Les consommateurs qui se voient refuser l’accès aux cartes de crédit en raison du plafonnement des taux d’intérêt auraient toujours besoin d’accéder au crédit. Ils pourraient finir par opter pour des prêts sur salaire ou des options similaires qui comportent des taux encore plus élevés que les cartes de crédit à intérêt élevé.

“La recherche montre clairement que lorsque les politiciens, plutôt que le marché libre, dictent les prix, les consommateurs finissent par payer le prix à travers des options limitées en dehors du système bancaire bien réglementé”, a déclaré Lindsey Johnson, présidente et directrice générale de la Consumer Bankers Association.

Un plafond de taux d’intérêt pourrait réduire les récompenses des cartes de crédit

Le plafonnement des tarifs des cartes réduirait également probablement les récompenses des cartes de crédit. Si vous avez déjà échangé des points ou des miles contre un vol ou un séjour à l’hôtel, vous avez bénéficié de taux d’intérêt élevés sur les cartes de crédit. En effet, les revenus générés par les paiements d’intérêts sur les soldes des cartes contribuent à dynamiser l’écosystème des points, des miles et des récompenses en cashback.

Selon Cabell, les titulaires de carte qui n’ont jamais de solde doivent comprendre que leurs attentes d’obtenir « quelque chose pour rien » ont un coût élevé pour les autres consommateurs. “Les personnes fortunées absorbent tous ces avantages, au détriment des consommateurs moins fortunés qui n’en bénéficient pas”, a-t-il déclaré.

Les clients qui obtiennent les récompenses de carte de crédit les plus élevées ne paient aucun intérêt.
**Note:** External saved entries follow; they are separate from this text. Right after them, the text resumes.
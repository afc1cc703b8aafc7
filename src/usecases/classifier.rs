//! Splits executor results into "Attempt is over" and "Attempt needs more input".

use crate::domain::{Diagnostic, OperationResult, RequiredInput};

/// How an Attempt ended.
#[derive(Debug, Clone, PartialEq, Eq)]
pub enum Termination<S> {
    Success(S),
    Error(Diagnostic),
    /// The user declined to supply the requested input.
    Cancelled,
}

impl<S> Termination<S> {
    pub fn label(&self) -> &'static str {
        match self {
            Termination::Success(_) => "success",
            Termination::Error(_) => "error",
            Termination::Cancelled => "cancelled",
        }
    }
}

#[derive(Debug, Clone, PartialEq, Eq)]
pub enum Classification<S> {
    Terminal(Termination<S>),
    Pending(RequiredInput),
}

pub fn classify<S>(result: OperationResult<S>) -> Classification<S> {
    match result {
        OperationResult::Success(payload) => Classification::Terminal(Termination::Success(payload)),
        OperationResult::Error(diagnostic) => {
            Classification::Terminal(Termination::Error(diagnostic))
        }
        OperationResult::Pending(required) => Classification::Pending(required),
    }
}

#[cfg(test)]
mod tests {
    use super::*;
    use crate::domain::HardwareTokenPurpose;

    #[test]
    fn test_only_pending_is_non_terminal() {
        assert_eq!(
            classify(OperationResult::Success(7)),
            Classification::Terminal(Termination::Success(7))
        );
        assert_eq!(
            classify::<()>(OperationResult::Error(Diagnostic::new("bad password"))),
            Classification::Terminal(Termination::Error(Diagnostic::new("bad password")))
        );

        let required = RequiredInput::HardwareToken {
            purpose: HardwareTokenPurpose::Decrypt,
        };
        assert_eq!(
            classify::<()>(OperationResult::Pending(required)),
            Classification::Pending(required)
        );
    }
}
Les recherches de la Réserve fédérale ont révélé que 15 milliards de dollars sont transférés chaque année de ceux qui ont des soldes et redistribués à ceux qui gagnent des récompenses.
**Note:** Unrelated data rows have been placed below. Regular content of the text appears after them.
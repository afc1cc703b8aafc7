//! Implements NotificationPort: prints the diagnostic in red to stderr.

use crate::domain::Diagnostic;
use crate::ports::NotificationPort;
use crossterm::style::Stylize;
use tracing::warn;

#[derive(Debug, Default)]
pub struct TerminalNotifier;

impl TerminalNotifier {
    pub fn new() -> Self {
        Self
    }
}

impl NotificationPort for TerminalNotifier {
    fn notify_error(&self, diagnostic: &Diagnostic) {
        warn!(diagnostic = %diagnostic, "operation failed");
        eprintln!("{} {}", "✖ Operation failed:".red().bold(), diagnostic);
    }
}
//! Executor-facing end of an Attempt's event channel.

use crate::domain::{EventKind, ExecutorEvent, OperationResult, ProgressUpdate};
use tokio::sync::mpsc;
use tracing::debug;

/// Handle one submission reports through.
///
/// Not `Clone`: [`finish`](Self::finish) consumes it, so a submission can emit at
/// most one result and never a progress update after it.
pub struct EventSink<S> {
    submission: u64,
    tx: mpsc::UnboundedSender<ExecutorEvent<S>>,
}

impl<S> EventSink<S> {
    pub(crate) fn new(submission: u64, tx: mpsc::UnboundedSender<ExecutorEvent<S>>) -> Self {
        Self { submission, tx }
    }

    pub fn submission(&self) -> u64 {
        self.submission
    }

    /// Report progress. Returns false once nobody is listening anymore.
    pub fn progress(&self, message: impl Into<String>, current: u64, max: u64) -> bool {
        self.send(EventKind::Progress(ProgressUpdate {
            message: message.into(),
            current,
            max,
        }))
    }

    /// Report the final or pending result and close this submission.
    pub fn finish(self, result: OperationResult<S>) -> bool {
        self.send(EventKind::Result(result))
    }

    fn send(&self, kind: EventKind<S>) -> bool {
        let sent = self
            .tx
            .send(ExecutorEvent {
                submission: self.submission,
                kind,
            })
            .is_ok();
        if !sent {
            debug!(submission = self.submission, "attempt closed, event dropped");
        }
        sent
    }
}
Les frais de paiement par carte de crédit sur les transactions de détail (dont certains peuvent atteindre 4 %) constituent une autre source de soutien aux récompenses par carte, et certains experts estiment que les frais de paiement par carte bancaire pourraient avoir un lien financier plus direct avec le système de récompenses. Cependant, un projet de loi distinct au Congrès vise des frais de balayage élevés.

Le projet de loi sur la concurrence par carte de crédit, un projet de loi bipartite présenté en 2024 par les sénateurs Dick Durbin (D-IL) et Roger Marshall (R-KS), vise la domination des processeurs de paiement Visa et Mastercard, qui ont collecté ensemble 93 milliards de dollars de frais de carte de crédit en 2022.

Le projet de loi obligerait les grandes institutions financières à autoriser l’utilisation d’au moins deux réseaux de traitement des paiements par carte de crédit sur leurs cartes, et l’un d’entre eux ne peut pas être Visa ou Mastercard. Cela donnerait aux commerçants une plus grande flexibilité dans le choix des réseaux de paiement et, on l’espère, réduirait les frais de swipe.

Si les deux projets de loi étaient adoptés, la réduction des revenus provenant des paiements d’intérêts et des frais de transfert serait probablement la goutte d’eau qui a fait déborder le vase pour les programmes de récompenses des cartes de crédit.

Une version de cette histoire a été initialement publiée le 6 février 2025.

Cette histoire a été initialement publiée sur Fortune.com.